Dr. Canio Vosa in Caryologia 57:4, 395-399 (2004) hypothesizes two superspecies for the subgenus Haworthia. He cites my published works including Haworthia Update Vol 1 (2002). It is not clear if he has considered all the species that I recognize, or considered that if there are superspecies there may ipso facto be ‘inferior species” too. It is also not entirely clear that he as followed my argumentation. He writes…” the morphological characters, as used for species definition of the taxa in question, do not give a clear indication of true discontinuity over their geographical range which in some case(s) is rather restricted”. As early as 1972 I pointed out that there were fewer species rather than more, and most of my works have featured some kind of statement on the problem of identifying any discontinuities, other than geographic that suggest a realistic concept of species as systems.

A problem I have also had to face is that there is a very strong user group for names in Haworthia in terms of collectors and growers and it is extremely difficult to balance the different needs and perceptions of these non-professional but knowledgeable people against the needs and perceptions of professional botanist and other scientists that have often proved to be highly flawed. Also to be taken into account is the ground truth and what I would regard as objective reality. This entire Vol.2 is dedicated to extending this ground truth to a point that I can claim that there is enough now known to make a truthful statement. This is the point of Chapter 24 of this Volume where I provide what I think constitutes a rational list of names under which all that I have seen can be catalogued with some degree of confidence.

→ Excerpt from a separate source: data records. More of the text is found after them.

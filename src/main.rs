#![warn(clippy::all)]

use anyhow::{Context, Result};
use clap::Parser;
use std::{thread::sleep, time::Duration};
use torus_life::{Config, Seed, Simulation};
use tracing_subscriber::EnvFilter;

/// Conway's Game of Life on a toroidal board, printed to the terminal.
#[derive(Parser, Debug)]
#[command(author, version, about, long_about = None)]
struct Args {
    /// Board size as WIDTH,HEIGHT.
    #[arg(short = 'b', long = "boardsize", value_name = "WIDTH,HEIGHT", value_parser = parse_pair,
          default_value_t = Pair(Config::DEFAULT_WIDTH, Config::DEFAULT_HEIGHT))]
    boardsize: Pair,
    /// Alive cell as 1-based X,Y; repeat for more cells.
    #[arg(short = 'p', long = "point", value_name = "X,Y", value_parser = parse_pair,
          conflicts_with_all = ["shape", "density", "seed"])]
    points: Vec<Pair>,
    /// Named shape stamped on an empty board (block, blinker, toad, beacon, glider).
    #[arg(short = 's', long, value_name = "NAME", conflicts_with_all = ["density", "seed"])]
    shape: Option<String>,
    /// Top-left corner of the shape as 1-based X,Y.
    #[arg(long = "at", value_name = "X,Y", value_parser = parse_pair, requires = "shape",
          default_value_t = Pair(1, 1))]
    at: Pair,
    /// Fraction of cells alive in a random board.
    #[arg(short = 'd', long, default_value_t = Config::DEFAULT_DENSITY)]
    density: f64,
    /// Seed for the random board.
    #[arg(long)]
    seed: Option<u64>,
    /// Number of generations to run; runs until interrupted if omitted.
    #[arg(short = 'g', long)]
    generations: Option<u64>,
    /// Pause between frames.
    #[arg(long, value_name = "MILLISECONDS", default_value_t = Config::FRAME_DELAY_MS)]
    delay_ms: u64,
    /// Boards with at least this many cells are updated in parallel.
    #[arg(long, value_name = "CELLS")]
    parallel_min_cells: Option<usize>,
}

#[derive(Clone, Copy, Debug)]
struct Pair(usize, usize);

impl std::fmt::Display for Pair {
    fn fmt(&self, f: &mut std::fmt::Formatter<'_>) -> std::fmt::Result {
        write!(f, "{},{}", self.0, self.1)
    }
}

fn parse_pair(s: &str) -> Result<Pair, String> {
    let (a, b) = s
        .split_once(',')
        .ok_or_else(|| format!("expected two numbers separated by a comma, got {:?}", s))?;
    let parse = |v: &str| {
        v.trim()
            .parse::<usize>()
            .map_err(|e| format!("{:?}: {}", v, e))
    };
    Ok(Pair(parse(a)?, parse(b)?))
}

impl Args {
    fn seed_mode(&self) -> Seed {
        if !self.points.is_empty() {
            Seed::Coordinates(self.points.iter().map(|p| (p.0, p.1)).collect())
        } else if let Some(name) = &self.shape {
            Seed::Shape {
                name: name.clone(),
                x: self.at.0,
                y: self.at.1,
            }
        } else {
            Seed::Random {
                density: self.density,
                seed: self.seed,
            }
        }
    }
}

fn print_frame(sim: &Simulation) {
    // clear the screen and move the cursor home
    print!("\x1b[2J\x1b[H");
    print!("{}", sim.board());
    println!(
        "generation {}  population {}",
        sim.generation(),
        sim.population()
    );
}

fn main() -> Result<()> {
    tracing_subscriber::fmt()
        .with_env_filter(EnvFilter::from_default_env())
        .with_writer(std::io::stderr)
        .init();

    let args = Args::parse();
    if let Some(cells) = args.parallel_min_cells {
        Config::set_parallel_min_cells(cells);
    }

    let Pair(width, height) = args.boardsize;
    let seed = args.seed_mode();
    let mut sim = Simulation::from_seed(width, height, &seed)
        .with_context(|| format!("failed to seed a {}x{} board with {:?}", width, height, seed))?;
    tracing::info!(width, height, population = sim.population(), "simulation started");

    let delay = Duration::from_millis(args.delay_ms);
    print_frame(&sim);
    while args.generations.map_or(true, |n| sim.generation() < n) {
        sleep(delay);
        sim.step();
        print_frame(&sim);
    }
    Ok(())
}
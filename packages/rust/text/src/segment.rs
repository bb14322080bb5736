//! Sentence-boundary splitting with fragment quality gates.
//!
//! The splitter is a plain punctuation heuristic: abbreviations and decimal
//! numbers followed by whitespace produce false boundaries.

use std::sync::LazyLock;

use regex::Regex;
use tracing::debug;

use pdfkb_shared::SegmentConfig;

/// Accepted fragments plus the number of candidates the gates dropped.
#[derive(Debug, Clone, Default, PartialEq, Eq)]
pub struct Segments {
    pub fragments: Vec<String>,
    pub rejected: usize,
}

/// Split sanitized text into fragments that pass both quality gates.
pub fn segment(text: &str, config: &SegmentConfig) -> Vec<String> {
    split_fragments(text, config).fragments
}

/// Like [`segment`], but also reports how many candidates were rejected.
pub fn split_fragments(text: &str, config: &SegmentConfig) -> Segments {
    let mut segments = Segments::default();

    for candidate in sentence_candidates(text) {
        let candidate = candidate.trim();
        if candidate.is_empty() {
            continue;
        }
        if passes_quality_gates(candidate, config) {
            segments.fragments.push(candidate.to_string());
        } else {
            segments.rejected += 1;
        }
    }

    debug!(
        accepted = segments.fragments.len(),
        rejected = segments.rejected,
        "segmented text"
    );

    segments
}

/// Whether a trimmed candidate is long enough and wordy enough to keep.
pub fn passes_quality_gates(candidate: &str, config: &SegmentConfig) -> bool {
    candidate.chars().count() >= config.min_chars
        && real_word_count(candidate, config.min_word_len) >= config.min_words
}

/// Count runs of ASCII letters at least `min_len` long.
pub fn real_word_count(text: &str, min_len: usize) -> usize {
    static LETTERS_RE: LazyLock<Regex> =
        LazyLock::new(|| Regex::new(r"[A-Za-z]+").expect("valid regex"));

    LETTERS_RE
        .find_iter(text)
        .filter(|m| m.len() >= min_len)
        .count()
}

/// Cut after every `.`, `!` or `?` that is followed by whitespace.
fn sentence_candidates(text: &str) -> Vec<&str> {
    static BOUNDARY_RE: LazyLock<Regex> =
        LazyLock::new(|| Regex::new(r"[.!?]\s+").expect("valid regex"));

    let mut candidates = Vec::new();
    let mut start = 0;

    for m in BOUNDARY_RE.find_iter(text) {
        // Keep the punctuation with its sentence.
        candidates.push(&text[start..m.start() + 1]);
        start = m.end();
    }

    if start < text.len() {
        candidates.push(&text[start..]);
    }

    candidates
}
//! pdfkb CLI: turn PDF documents into embedding knowledge bases.
//!
//! Builds JSON knowledge bases of text fragments and vectors for
//! retrieval-augmented search, and merges or queries existing ones.

mod commands;

use std::process::ExitCode;

use clap::Parser;
use color_eyre::eyre::Result;

use commands::Cli;

fn main() -> Result<ExitCode> {
    color_eyre::install()?;
    let cli = Cli::parse();
    commands::init_tracing(&cli);
    commands::run(cli)
}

It is from that point that I believe scientists, like Dr. Vosa, should hypothesise and test.

In this last chapter, I myself am going to propound a partial superspecies concept. On request from The South African Institute for Biodiversity, I have already generated a species list for a proposed flora for the Eastern Cape. That list excludes other geographic areas and here I limit my discussion to principally those species concerned in the chapters of this book and the southwester Cape.

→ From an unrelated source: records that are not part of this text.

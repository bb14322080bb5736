//! Error types for pdfkb.
//!
//! Library crates use [`PdfKbError`] via `thiserror`.
//! The CLI wraps this with `color-eyre` for rich diagnostics.
//!
//! "No usable content" is deliberately absent here: a document that yields no
//! fragments is an expected outcome and is reported through the builder's
//! outcome type instead.

use std::path::PathBuf;

/// Top-level error type for all pdfkb operations.
#[derive(Debug, thiserror::Error)]
pub enum PdfKbError {
    /// Configuration loading or validation error.
    #[error("config error: {message}")]
    Config { message: String },

    /// The embedding model could not be resolved or initialized.
    #[error("failed to load model '{model}': {message}")]
    ModelLoad { model: String, message: String },

    /// The extraction collaborator could not read text from a document.
    #[error("failed to extract text from {path:?}: {message}")]
    Extraction { path: PathBuf, message: String },

    /// A knowledge-base file is neither valid UTF-8 nor valid UTF-16.
    #[error("{path:?} is neither valid UTF-8 nor UTF-16")]
    Encoding { path: PathBuf },

    /// Merge was asked to combine nothing.
    #[error("no knowledge-base records to merge")]
    EmptyMergeInput,

    /// Merged records disagree on vector length (strict merge only).
    #[error("record '{id}' has a {found}-dimensional vector, expected {expected}")]
    DimensionMismatch {
        id: String,
        expected: usize,
        found: usize,
    },

    /// The embedding backend failed or returned malformed output.
    #[error("embedding error: {0}")]
    Embedding(String),

    /// Filesystem I/O error.
    #[error("I/O error at {path:?}: {source}")]
    Io {
        path: PathBuf,
        source: std::io::Error,
    },

    /// Data validation error (malformed KB file, bad option, etc.).
    #[error("validation error: {message}")]
    Validation { message: String },
}

/// Convenience alias used throughout the codebase.
pub type Result<T> = std::result::Result<T, PdfKbError>;

impl PdfKbError {
    /// Create a config error from any displayable message.
    pub fn config(msg: impl Into<String>) -> Self {
        Self::Config {
            message: msg.into(),
        }
    }

    /// Create a validation error from any displayable message.
    pub fn validation(msg: impl Into<String>) -> Self {
        Self::Validation {
            message: msg.into(),
        }
    }

    /// Create a model-load error for the named model.
    pub fn model_load(model: impl Into<String>, msg: impl Into<String>) -> Self {
        Self::ModelLoad {
            model: model.into(),
            message: msg.into(),
        }
    }

    /// Create an extraction error for a document path.
    pub fn extraction(path: impl Into<PathBuf>, msg: impl Into<String>) -> Self {
        Self::Extraction {
            path: path.into(),
            message: msg.into(),
        }
    }

    /// Wrap a `std::io::Error` with a path for context.
    pub fn io(path: impl Into<PathBuf>, source: std::io::Error) -> Self {
        Self::Io {
            path: path.into(),
            source,
        }
    }
}
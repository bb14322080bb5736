//! Cosine-similarity lookup over a knowledge base.

use tracing::debug;

use pdfkb_shared::KnowledgeBase;

/// Score given to records whose vector length differs from the query's.
pub const MISMATCH_SCORE: f64 = -1.0;

/// One ranked record.
#[derive(Debug, Clone, PartialEq)]
pub struct SearchHit {
    pub id: String,
    pub text: String,
    pub score: f64,
}

/// Cosine similarity, or `None` when the lengths differ.
///
/// A zero vector on either side scores `0.0`.
pub fn cosine_similarity(a: &[f64], b: &[f64]) -> Option<f64> {
    if a.len() != b.len() {
        return None;
    }

    let mut dot = 0.0;
    let mut norm_a = 0.0;
    let mut norm_b = 0.0;
    for (x, y) in a.iter().zip(b) {
        dot += x * y;
        norm_a += x * x;
        norm_b += y * y;
    }

    if norm_a == 0.0 || norm_b == 0.0 {
        return Some(0.0);
    }
    Some(dot / (norm_a.sqrt() * norm_b.sqrt()))
}

/// Rank every record against `query` and return the best `top_k`.
///
/// Ties keep knowledge-base order.
pub fn search(kb: &KnowledgeBase, query: &[f64], top_k: usize) -> Vec<SearchHit> {
    let mut hits: Vec<SearchHit> = kb
        .iter()
        .map(|record| SearchHit {
            id: record.id.clone(),
            text: record.text.clone(),
            score: cosine_similarity(query, &record.vector).unwrap_or(MISMATCH_SCORE),
        })
        .collect();

    hits.sort_by(|a, b| b.score.total_cmp(&a.score));
    hits.truncate(top_k);

    debug!(candidates = kb.len(), returned = hits.len(), "ranked records");
    hits
}

#[cfg(test)]
mod tests {
    use super::*;
    use pdfkb_shared::KbRecord;

    fn record(id: &str, vector: Vec<f64>) -> KbRecord {
        KbRecord {
            id: id.into(),
            text: format!("text of {id}"),
            vector,
        }
    }

    fn sample() -> KnowledgeBase {
        KnowledgeBase::from(vec![
            record("x", vec![1.0, 0.0]),
            record("y", vec![0.0, 1.0]),
            record("xy", vec![0.6, 0.8]),
            record("wide", vec![1.0, 0.0, 0.0]),
        ])
    }

    #[test]
    fn cosine_of_identical_is_one() {
        let v = [0.3, -0.4, 0.5];
        assert!((cosine_similarity(&v, &v).unwrap() - 1.0).abs() < 1e-12);
    }

    #[test]
    fn cosine_length_mismatch_is_none() {
        assert_eq!(cosine_similarity(&[1.0], &[1.0, 0.0]), None);
    }

    #[test]
    fn cosine_with_zero_vector_is_zero() {
        assert_eq!(cosine_similarity(&[0.0, 0.0], &[1.0, 0.0]), Some(0.0));
    }

    #[test]
    fn search_ranks_exact_match_first() {
        let hits = search(&sample(), &[0.0, 1.0], 5);
        assert_eq!(hits[0].id, "y");
        assert!((hits[0].score - 1.0).abs() < 1e-12);
        assert_eq!(hits[1].id, "xy");
    }

    #[test]
    fn search_scores_mismatched_dimensions_lowest() {
        let hits = search(&sample(), &[1.0, 0.0], 10);
        let wide = hits.iter().find(|h| h.id == "wide").unwrap();
        assert_eq!(wide.score, MISMATCH_SCORE);
        assert_eq!(hits.last().unwrap().id, "wide");
    }

    #[test]
    fn search_truncates_to_top_k() {
        assert_eq!(search(&sample(), &[1.0, 0.0], 2).len(), 2);
        assert!(search(&KnowledgeBase::new(), &[1.0, 0.0], 5).is_empty());
    }

    #[test]
    fn search_ties_keep_input_order() {
        let kb = KnowledgeBase::from(vec![
            record("first", vec![1.0, 0.0]),
            record("second", vec![1.0, 0.0]),
        ]);
        let hits = search(&kb, &[1.0, 0.0], 2);
        assert_eq!(hits[0].id, "first");
        assert_eq!(hits[1].id, "second");
    }
}
//! Core domain types for pdfkb knowledge bases.

use serde::{Deserialize, Serialize};

/// A fixed-length, L2-normalized embedding.
///
/// Stored as `f64` so vectors read from externally produced files survive a
/// merge untouched.
pub type EmbeddingVector = Vec<f64>;

// ---------------------------------------------------------------------------
// RawText
// ---------------------------------------------------------------------------

/// Text as handed over by the extraction step, before any cleanup.
#[derive(Debug, Clone, PartialEq, Eq)]
pub enum RawText {
    /// The whole document as a single blob.
    Whole(String),
    /// One entry per page, in page order.
    Pages(Vec<String>),
}

impl RawText {
    /// Number of pages (a whole-document blob counts as one).
    pub fn page_count(&self) -> usize {
        match self {
            Self::Whole(_) => 1,
            Self::Pages(pages) => pages.len(),
        }
    }
}

// ---------------------------------------------------------------------------
// Fragment
// ---------------------------------------------------------------------------

/// A sanitized, quality-filtered span of source text.
#[derive(Debug, Clone, PartialEq, Eq)]
pub struct Fragment {
    /// Trimmed, whitespace-collapsed text.
    pub text: String,
    /// Zero-based position within the source document.
    pub source_ordinal: usize,
}

/// Build the record id for the fragment at `ordinal` of `document_label`.
pub fn record_id(document_label: &str, ordinal: usize) -> String {
    format!("{document_label}_{ordinal}")
}

// ---------------------------------------------------------------------------
// KbRecord / KnowledgeBase
// ---------------------------------------------------------------------------

/// One entry in a knowledge-base file.
#[derive(Debug, Clone, PartialEq, Serialize, Deserialize)]
pub struct KbRecord {
    /// `<source_filename>_<ordinal>`; unique within one document only.
    pub id: String,
    /// Fragment text.
    pub text: String,
    /// Embedding of `text`.
    pub vector: EmbeddingVector,
}

impl KbRecord {
    /// Pair a fragment with its embedding under `document_label`.
    pub fn from_fragment(document_label: &str, fragment: Fragment, vector: EmbeddingVector) -> Self {
        Self {
            id: record_id(document_label, fragment.source_ordinal),
            text: fragment.text,
            vector,
        }
    }

    /// Vector length.
    pub fn dimensions(&self) -> usize {
        self.vector.len()
    }
}

/// An ordered sequence of records, serialized as a bare JSON array.
#[derive(Debug, Clone, Default, PartialEq, Serialize, Deserialize)]
#[serde(transparent)]
pub struct KnowledgeBase {
    pub records: Vec<KbRecord>,
}

impl KnowledgeBase {
    pub fn new() -> Self {
        Self::default()
    }

    pub fn len(&self) -> usize {
        self.records.len()
    }

    pub fn is_empty(&self) -> bool {
        self.records.is_empty()
    }

    pub fn push(&mut self, record: KbRecord) {
        self.records.push(record);
    }

    pub fn iter(&self) -> std::slice::Iter<'_, KbRecord> {
        self.records.iter()
    }
}

impl From<Vec<KbRecord>> for KnowledgeBase {
    fn from(records: Vec<KbRecord>) -> Self {
        Self { records }
    }
}

impl IntoIterator for KnowledgeBase {
    type Item = KbRecord;
    type IntoIter = std::vec::IntoIter<KbRecord>;

    fn into_iter(self) -> Self::IntoIter {
        self.records.into_iter()
    }
}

Where Dr Vosa asserts that…”the subgenus Haworthia constitutes a single polymorphic assemblage of species which can be subdivided, albeit with some difficulty in some cases, into two groups”, he is not making a ground-breaking statement and neither is it accurate.  In all three subgenera it is often quite difficult to allot specimens to groups that would then constitute species.  At least one of the chapters explains that this problem extends to the genera of the Asphodelaceae.  The problem in the subgenus Haworthia is simply more acute and there are more than one polymorphic assemblages.

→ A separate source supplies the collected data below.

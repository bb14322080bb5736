//! Cleanup passes for raw extracted PDF text.
//!
//! Each pass is a function `&str -> String` applied in sequence. The whole
//! sequence is repeated until the text stops changing, since a later pass can
//! expose a fresh match for an earlier one (`Fig- ure 2` only becomes a
//! caption after de-hyphenation).

use std::sync::LazyLock;

use regex::Regex;
use tracing::trace;

/// Ligature glyphs and their ASCII expansions.
const LIGATURES: [(char, &str); 5] = [
    ('\u{FB00}', "ff"),
    ('\u{FB01}', "fi"),
    ('\u{FB02}', "fl"),
    ('\u{FB03}', "ffi"),
    ('\u{FB04}', "ffl"),
];

/// Normalize raw extracted text.
///
/// Returns an empty string when nothing alphanumeric survives cleanup; that
/// is the "no usable content" signal, not an error.
pub fn sanitize(raw: &str) -> String {
    // Only the first round can grow the text (ligatures).
    let mut current = run_passes(raw);
    let mut round = 1;

    loop {
        let next = run_passes(&current);
        if next == current {
            break;
        }
        round += 1;
        trace!(round, "cleanup pass exposed new matches");
        current = next;
    }

    if !current.bytes().any(|b| b.is_ascii_alphanumeric()) {
        return String::new();
    }

    current
}

fn run_passes(text: &str) -> String {
    let mut result = strip_artifacts(text);

    result = strip_table_noise(&result);
    result = collapse_leader_dots(&result);
    result = dehyphenate(&result);
    result = expand_ligatures(&result);
    result = collapse_whitespace(&result);

    result
}

// ---------------------------------------------------------------------------
// Pass 1: OCR markers and figure captions
// ---------------------------------------------------------------------------

fn strip_artifacts(text: &str) -> String {
    static ARTIFACT_RE: LazyLock<Regex> = LazyLock::new(|| {
        Regex::new(r"(?i)-+\s*(?:start|end) of picture text\s*-+|\bfigure\s+\d+\.?")
            .expect("valid regex")
    });

    ARTIFACT_RE.replace_all(text, "").into_owned()
}

// ---------------------------------------------------------------------------
// Pass 2: Table and ASCII-art noise
// ---------------------------------------------------------------------------

/// Replace `|`/`+`/`-` runs of 3+ and pipe-delimited rows with a space.
fn strip_table_noise(text: &str) -> String {
    static TABLE_RE: LazyLock<Regex> = LazyLock::new(|| {
        Regex::new(r"[|+\-]{3,}|\|(?:\s+\|)+").expect("valid regex")
    });

    TABLE_RE.replace_all(text, " ").into_owned()
}

// ---------------------------------------------------------------------------
// Pass 3: Table-of-contents leader dots
// ---------------------------------------------------------------------------

fn collapse_leader_dots(text: &str) -> String {
    static LEADER_RE: LazyLock<Regex> =
        LazyLock::new(|| Regex::new(r"\.{3,}").expect("valid regex"));

    LEADER_RE.replace_all(text, " ").into_owned()
}

// ---------------------------------------------------------------------------
// Pass 4: De-hyphenation
// ---------------------------------------------------------------------------

/// Rejoin words split as `word-<whitespace>word`.
///
/// Only the hyphen and whitespace are inspected, so `a- b- c` joins fully in
/// one pass even though the middle word borders two breaks.
fn dehyphenate(text: &str) -> String {
    static BREAK_RE: LazyLock<Regex> =
        LazyLock::new(|| Regex::new(r"-\s+").expect("valid regex"));

    let mut result = String::with_capacity(text.len());
    let mut last = 0;

    for m in BREAK_RE.find_iter(text) {
        let before = text[..m.start()].chars().next_back();
        let after = text[m.end()..].chars().next();

        if before.is_some_and(is_word_char) && after.is_some_and(is_word_char) {
            result.push_str(&text[last..m.start()]);
            last = m.end();
        }
    }

    result.push_str(&text[last..]);
    result
}

fn is_word_char(c: char) -> bool {
    c.is_alphanumeric() || c == '_'
}

// ---------------------------------------------------------------------------
// Pass 5: Ligatures
// ---------------------------------------------------------------------------

fn expand_ligatures(text: &str) -> String {
    if !text.chars().any(|c| ('\u{FB00}'..='\u{FB04}').contains(&c)) {
        return text.to_string();
    }

    let mut result = String::with_capacity(text.len() + 8);
    for c in text.chars() {
        match LIGATURES.iter().find(|(glyph, _)| *glyph == c) {
            Some((_, expansion)) => result.push_str(expansion),
            None => result.push(c),
        }
    }
    result
}

// ---------------------------------------------------------------------------
// Pass 6: Whitespace
// ---------------------------------------------------------------------------

fn collapse_whitespace(text: &str) -> String {
    text.split_whitespace().collect::<Vec<_>>().join(" ")
}

// ---------------------------------------------------------------------------
// Tests
// ---------------------------------------------------------------------------
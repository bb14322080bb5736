//! Local ONNX embedding models via `fastembed`.

use std::path::PathBuf;
use std::sync::Mutex;

use fastembed::{InitOptions, TextEmbedding};
use tracing::debug;

use pdfkb_shared::{PdfKbError, Result};

use crate::{EmbeddingModel, matches_model_code};

/// A `fastembed` text-embedding model resolved by name.
pub struct FastEmbedModel {
    name: String,
    dimensions: usize,
    // Inference needs exclusive access to the ONNX session.
    inner: Mutex<TextEmbedding>,
}

impl FastEmbedModel {
    /// Resolve `name` against fastembed's supported models and initialize it,
    /// downloading the weights into `cache_dir` on first use.
    pub fn load(name: &str, cache_dir: Option<&str>, show_download_progress: bool) -> Result<Self> {
        let info = TextEmbedding::list_supported_models()
            .into_iter()
            .find(|info| matches_model_code(&info.model_code, name))
            .ok_or_else(|| {
                PdfKbError::model_load(name, "not in the list of supported embedding models")
            })?;

        debug!(code = %info.model_code, dim = info.dim, "resolved embedding model");

        let mut options =
            InitOptions::new(info.model).with_show_download_progress(show_download_progress);
        if let Some(dir) = cache_dir {
            options = options.with_cache_dir(PathBuf::from(dir));
        }

        let model = TextEmbedding::try_new(options)
            .map_err(|e| PdfKbError::model_load(name, e.to_string()))?;

        Ok(Self {
            name: info.model_code,
            dimensions: info.dim,
            inner: Mutex::new(model),
        })
    }

    /// Length of the vectors this model produces.
    pub fn dimensions(&self) -> usize {
        self.dimensions
    }
}

impl EmbeddingModel for FastEmbedModel {
    fn name(&self) -> &str {
        &self.name
    }

    fn embed_texts(&self, texts: &[&str]) -> Result<Vec<Vec<f32>>> {
        let mut model = self
            .inner
            .lock()
            .map_err(|_| PdfKbError::Embedding("embedding model lock poisoned".into()))?;

        model
            .embed(texts.to_vec(), None)
            .map_err(|e| PdfKbError::Embedding(e.to_string()))
    }
}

Dr. Vosa makes further assertions about the role of specimens, types and herbaria.  These have to be examined because there are profound misconceptions which fuel the opinions of users in any of the user groups. The role of the type is not intended to designate a species. It is solely to substantiate a name and link that name to a tangible reference point that may be a herbarium specimen or an illustration. Choices in this regard are the functions of taxonomists and nomenclaturists which are governed by a very comprehensive International Code for Botanical Nomenclature (ICBN). A revisioner would look at all those types in the process of reviewing all the literature and additional specimens and then generate a synonymy to put together any names which he thinks can be attributed to the same species set. This is all confirmed in the list of specimens, and any published or formally deposited illustrations if necessary, which are then cited to formally convey the total concept of what that revisioner thinks constitutes the “species’.  Unfortunately the necessities of nomenclature do not bring the stability and understanding of names to the point where confusion and misunderstanding is totally excluded.  Examining all the taxonomic literature may even suggest that there is a preoccupation with nomenclature which displaces the purpose and function of classification. This is only partly relevant to the present discussion in view of the choice by Dr. Vosa of H. cymbiformis as the typical species for one of the superspecies.

Why I say this is because in my presentation for a Flora of the Eastern Cape, I have seen the necessity for a superspecies concept and my decision has been that H. cooperi is the superspecies and H. cymbiformis an independent species. There is a problem created by the priority requirements of the ICBN. H. cooperi can in the field, seen to be the dominant and most widely spread element whereas H. cymbiformis comprises a smaller part of this complex. Were they amalgamated in a superspecies, the epithet cymbiformis would have priority and implementing this would distort the perceptions of the relationship.

I fully agree with Dr Vosa that species such as H. bolusii and H. decipiens could be included in one superspecies with H. cooperi  but I do feel that too much usefulness will be lost if this is implemented..  While there is no doubt that very strong cymbiformis look-alikes emerge from ecotypification of H. cooperi, there is a concomitant set of populations at a higher level which have an independent distribution.  The evidence for converse ecotypification is less persuasive.  Certainly to document this kind of evidence by way of herbarium record is totally impractical, as Dr Vosa points out.  The object of this book and of its predecessor was primarily to overcome this obstacle by providing an extensive pictorial record.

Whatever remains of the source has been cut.